[What to work on] Output all records exactly.

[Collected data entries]
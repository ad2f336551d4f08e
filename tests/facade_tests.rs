mod common;

use common::{TestResult, init_logger, text_sheet, xml_sheet};
use std::fs;
use trellis::xslt::OutputMethod;
use trellis::{TransformBuilder, TransformConfig};

#[test]
fn test_stylesheet_file_with_relative_include() -> TestResult {
    init_logger();
    let dir = tempfile::tempdir()?;
    fs::create_dir(dir.path().join("lib"))?;
    fs::write(
        dir.path().join("lib/names.xsl"),
        text_sheet(r#"<xsl:template match="person"><xsl:value-of select="@name"/>;</xsl:template>"#),
    )?;
    fs::write(
        dir.path().join("main.xsl"),
        text_sheet(r#"<xsl:include href="lib/names.xsl"/>"#),
    )?;

    let transformer = TransformBuilder::new()
        .with_stylesheet_file(dir.path().join("main.xsl"))?
        .build()?;
    let out = transformer.transform_str(r#"<people><person name="Ada"/><person name="Alan"/></people>"#)?;
    assert_eq!(out, "Ada;Alan;");
    Ok(())
}

#[test]
fn test_transform_file_writes_output() -> TestResult {
    init_logger();
    let dir = tempfile::tempdir()?;
    let input = dir.path().join("in.xml");
    let output = dir.path().join("out.xml");
    fs::write(&input, "<r><i>1</i><i>2</i></r>")?;

    let transformer = TransformBuilder::new()
        .with_stylesheet_source(
            &xml_sheet(
                r#"<xsl:template match="/"><sum><xsl:value-of select="sum(r/i)"/></sum><xsl:message>summed</xsl:message></xsl:template>"#,
            ),
            "sum.xsl",
        )
        .build()?;
    let report = transformer.transform_file(&input, &output)?;

    assert_eq!(fs::read_to_string(&output)?, "<sum>3</sum>\n");
    assert_eq!(report.messages, vec!["summed".to_string()]);
    Ok(())
}

#[test]
fn test_transform_file_reports_missing_input() -> TestResult {
    init_logger();
    let dir = tempfile::tempdir()?;
    let transformer = TransformBuilder::new()
        .with_stylesheet_source(&text_sheet(""), "empty.xsl")
        .build()?;
    let err = transformer
        .transform_file(dir.path().join("missing.xml"), dir.path().join("out.txt"))
        .unwrap_err();
    assert!(err.to_string().contains("missing.xml"), "{}", err);
    Ok(())
}

#[test]
fn test_configuration_file_drives_the_builder() -> TestResult {
    init_logger();
    let dir = tempfile::tempdir()?;
    fs::write(
        dir.path().join("greet.xsl"),
        xml_sheet(
            r#"<xsl:param name="greeting" select="'Hi'"/>
               <xsl:template match="/"><plain/></xsl:template>
               <xsl:template match="/" mode="fancy"><xsl:value-of select="concat($greeting, ', ', *)"/></xsl:template>"#,
        ),
    )?;
    let config_path = dir.path().join("run.json");
    fs::write(
        &config_path,
        r#"{
            "stylesheet": "greet.xsl",
            "parameters": { "greeting": "Hello" },
            "mode": "fancy",
            "output": { "method": "text" }
        }"#,
    )?;

    let config = TransformConfig::from_file(&config_path)?;
    assert_eq!(config.stylesheet.as_deref(), Some(dir.path().join("greet.xsl").as_path()));

    let transformer = TransformBuilder::new().with_config(&config)?.build()?;
    assert_eq!(transformer.output_settings().method, Some(OutputMethod::Text));
    assert_eq!(transformer.transform_str("<name>world</name>")?, "Hello, world");
    Ok(())
}

#[test]
fn test_later_builder_calls_override_configuration() -> TestResult {
    init_logger();
    let config = TransformConfig::from_json(r#"{ "parameters": { "p": "config" }, "mode": "m" }"#)?;
    let transformer = TransformBuilder::new()
        .with_stylesheet_source(
            &text_sheet(
                r#"<xsl:param name="p"/>
                   <xsl:template match="/">default:<xsl:value-of select="$p"/></xsl:template>
                   <xsl:template match="/" mode="m">m:<xsl:value-of select="$p"/></xsl:template>"#,
            ),
            "p.xsl",
        )
        .with_config(&config)?
        .with_parameter("p", "builder")
        .build()?;
    assert_eq!(transformer.transform_str("<r/>")?, "m:builder");
    Ok(())
}

#[test]
fn test_unknown_configuration_fields_are_rejected() {
    init_logger();
    assert!(TransformConfig::from_json(r#"{ "stylesheet": "a.xsl", "colour": "red" }"#).is_err());
}

#[test]
fn test_one_transformer_serves_many_threads() -> TestResult {
    init_logger();
    let transformer = TransformBuilder::new()
        .with_stylesheet_source(
            &text_sheet(r#"<xsl:template match="/"><xsl:value-of select="count(//n) * 2"/></xsl:template>"#),
            "count.xsl",
        )
        .build()?;

    let outputs = std::thread::scope(|scope| {
        let handles: Vec<_> = (1..=4)
            .map(|count| {
                let transformer = transformer.clone();
                scope.spawn(move || {
                    let source = format!("<r>{}</r>", "<n/>".repeat(count));
                    transformer.transform_str(&source).map_err(|e| e.to_string())
                })
            })
            .collect();
        handles
            .into_iter()
            .map(|h| h.join().unwrap_or_else(|_| Err("thread panicked".to_string())))
            .collect::<Result<Vec<_>, _>>()
    })?;
    assert_eq!(outputs, vec!["2", "4", "6", "8"]);
    Ok(())
}
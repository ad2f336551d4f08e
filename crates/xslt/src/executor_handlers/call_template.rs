use super::push_param;
use crate::ast::ActionId;
use crate::error::XsltError;
use crate::frame::{ActionFrame, FrameState, Outcome};
use crate::processor::Processor;
use trellis_xpath1::DataSourceNode;

/// Evaluates the parameters in the caller's context, then runs the named
/// template without changing the current node or mode.
pub(crate) fn handle_call_template<'s, 'a, 'o, N: DataSourceNode<'a> + 'a>(
    processor: &mut Processor<'s, 'a, 'o, N>,
    index: usize,
    name: &str,
    params: &[ActionId],
    target: Option<ActionId>,
) -> Result<Outcome, XsltError> {
    let Some(target) = target else {
        return Err(XsltError::UnknownNamedTemplate(name.to_string()));
    };
    match processor.frames[index].state {
        FrameState::Start | FrameState::Params { .. } => {
            if push_param(processor, index, params) {
                return Ok(Outcome::Continue);
            }
            let caller = &mut processor.frames[index];
            let mut frame = ActionFrame::new(target, caller.node, caller.position, caller.size, caller.mode);
            frame.rule = caller.rule;
            frame.parent = Some(index);
            frame.received = std::mem::take(&mut caller.collected);
            caller.state = FrameState::Done;
            processor.push_frame(frame);
            Ok(Outcome::Continue)
        }
        _ => Ok(Outcome::Finished),
    }
}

[Solution]
repository ad2f336551d4f08e
filename tests/facade_tests.rs
mod common;

use common::{TestResult, init_logger, text_sheet, xml_sheet};
use std::fs;
use trellis::xslt::OutputMethod;
use trellis::{TransformBuilder, TransformConfig};

#[test]
fn test_stylesheet_file_with_relative_include() -> TestResult {
    init_logger();
    let dir = tempfile::tempdir()?;
    fs::create_dir(dir.path().join("lib"))?;
    fs::write(
        dir.path().join("lib/names.xsl"),
        text_sheet(r#"<xsl:template match="person"><xsl:value-of select="@name"/>;</xsl:template>"#),
    )?;
    fs::write(
        dir.path().join("main.xsl"),
        text_sheet(r#"<xsl:include href="lib/names.xsl"/>"#),
    )?;

    let transformer = TransformBuilder::new()
        .with_stylesheet_file(dir.path().join("main.xsl"))?
        .build()?;
    let out = transformer.transform_str(r#"<people><person name="Ada"/><person name="Alan"/></people>"#)?;
    assert_eq!(out, "Ada;Alan;");
    Ok(())
}

#[test]
fn test_transform_file_writes_output() -> TestResult {
    init_logger();
    let dir = tempfile::tempdir()?;
    let input = dir.path().join("in.xml");
    let output = dir.path().join("out.xml");
    fs::write(&input, "<r><i>1</i><i>2</i></r>")?;

    let transformer = TransformBuilder::new()
        .with_stylesheet_source(
            &xml_sheet(
                r#"<xsl:template match="/"><sum><xsl:value-of select="sum(r/i)"/></sum><xsl:message>summed</xsl:message></xsl:template>"#,
            ),
            "sum.xsl",
        )
        .build()?;
    let report = transformer.transform_file(&input, &output)?;

    assert_eq!(fs::read_to_string(&output)?, "<sum>3</sum>\n");
    assert_eq!(report.messages, vec!["summed".to_string()]);
    Ok(())
}

#[test]
fn test_transform_file_reports_missing_input() -> TestResult {
    init_logger();
    let dir = tempfile::tempdir()?;
    let transformer = TransformBuilder::new()
        .with_stylesheet_source(&text_sheet(""), "empty.xsl")
        .build()?;
    let err = transformer
        .transform_file(dir.path().join("missing.xml"), dir.path().join("out.txt"))
        .unwrap_err();
    assert!(err.to_string().contains("missing.xml"), "{}", err);
    Ok(())
}

#[test]
fn test_configuration_file_drives_the_builder() -> TestResult {
    init_logger();
    let dir = tempfile::tempdir()?;
    fs::write(
        dir.path().join("greet.xsl"),
        xml_sheet(
            r#"<xsl:param name="greeting" select="'Hi'"/>
               <xsl:template match="/"><plain/></xsl:template>
               <xsl:template match="/" mode="fancy"><xsl:value-of select="concat($greeting, ', ', *)"/></xsl:template>"#,
        ),
    )?;
    let config_path = dir.path().join("run.json");
    fs::write(
        &config_path,
        r#"{
            "stylesheet": "greet.xsl",
            "parameters": { "greeting": "Hello" },
            "mode": "fancy",
            "output": { "method": "text" }
        }"#,
    )?;

    let config = TransformConfig::from_file(&config_path)?;
    assert_eq!(config.stylesheet.as_deref(), Some(dir.path().join("greet.xsl").as_path()));

    let transformer = TransformBuilder::new().with_config(&config)?.build()?;
    assert_eq!(transformer.output_settings().method, Some(OutputMethod::Text));
    assert_eq!(transformer.transform_str("<name>world</name>")?, "Hello, world");
    Ok(())
}

#[test]
fn test_later_builder_calls_override_configuration() -> TestResult {
    init_logger();
    let config = TransformConfig::from_json(r#"{ "parameters": { "p": "config" }, "mode": "m" }"#)?;
    let transformer = TransformBuilder::new()
        .with_stylesheet_source(
            &text_sheet(
                r#"<xsl:param name="p"/>
                   <xsl:template match="/">default:<xsl:value-of select="$p"/></xsl:template>
                   <xsl:template match="/" mode="m">m:<xsl:value-of select="$p"/></xsl:template>"#,
            ),
            "p.xsl",
        )
        .with_config(&config)?
        .with_parameter("p", "builder")
        .build()?;
    assert_eq!(transformer.transform_str("<r/>")?, "m:builder");
    Ok(())
}

#[test]
fn test_unknown_configuration_fields_are_rejected() {
    init_logger();
    assert!(TransformConfig::from_json(r#"{ "stylesheet": "a.xsl", "colour": "red" }"#).is_err());
}

#[test]
fn test_one_transformer_serves_many_threads() -> TestResult {
    init_logger();
    let transformer = TransformBuilder::new()
        .with_stylesheet_source(
            &text_sheet(r#"<xsl:template match="/"><xsl:value-of select="count(//n) * 2"/></xsl:template>"#),
            "count.xsl",
        )
        .build()?;

    let outputs = std::thread::scope(|scope| {
        let handles: Vec<_> = (1..=4)
            .map(|count| {
                let transformer = transformer.clone();
                scope.spawn(move || {
                    let source = format!("<r>{}</r>", "<n/>".repeat(count));
                    transformer.transform_str(&source).map_err(|e| e.to_string())
                })
            })
            .collect();
        handles
            .into_iter()
            .map(|h| h.join().unwrap_or_else(|_| Err("thread panicked".to_string())))
            .collect::<Result<Vec<_>, _>>()
    })?;
    assert_eq!(outputs, vec!["2", "4", "6", "8"]);
    Ok(())
}
repository ad2f336551d4f08e
filename crates/xslt/src/executor_handlers/call_template.rs
use super::push_param;
use crate::ast::ActionId;
use crate::error::XsltError;
use crate::frame::{ActionFrame, FrameState, Outcome};
use crate::processor::Processor;
use trellis_xpath1::DataSourceNode;

/// Evaluates the parameters in the caller's context, then runs the named
/// template without changing the current node or mode.
pub(crate) fn handle_call_template<'s, 'a, 'o, N: DataSourceNode<'a> + 'a>(
    processor: &mut Processor<'s, 'a, 'o, N>,
    index: usize,
    name: &str,
    params: &[ActionId],
    target: Option<ActionId>,
) -> Result<Outcome, XsltError> {
    let Some(target) = target else {
        return Err(XsltError::UnknownNamedTemplate(name.to_string()));
    };
    match processor.frames[index].state {
        FrameState::Start | FrameState::Params { .. } => {
            if push_param(processor, index, params) {
                return Ok(Outcome::Continue);
            }
            let caller = &mut processor.frames[index];
            let mut frame = ActionFrame::new(target, caller.node, caller.position, caller.size, caller.mode);
            frame.rule = caller.rule;
            frame.parent = Some(index);
            frame.received = std::mem::take(&mut caller.collected);
            caller.state = FrameState::Done;
            processor.push_frame(frame);
            Ok(Outcome::Continue)
        }
        _ => Ok(Outcome::Finished),
    }
}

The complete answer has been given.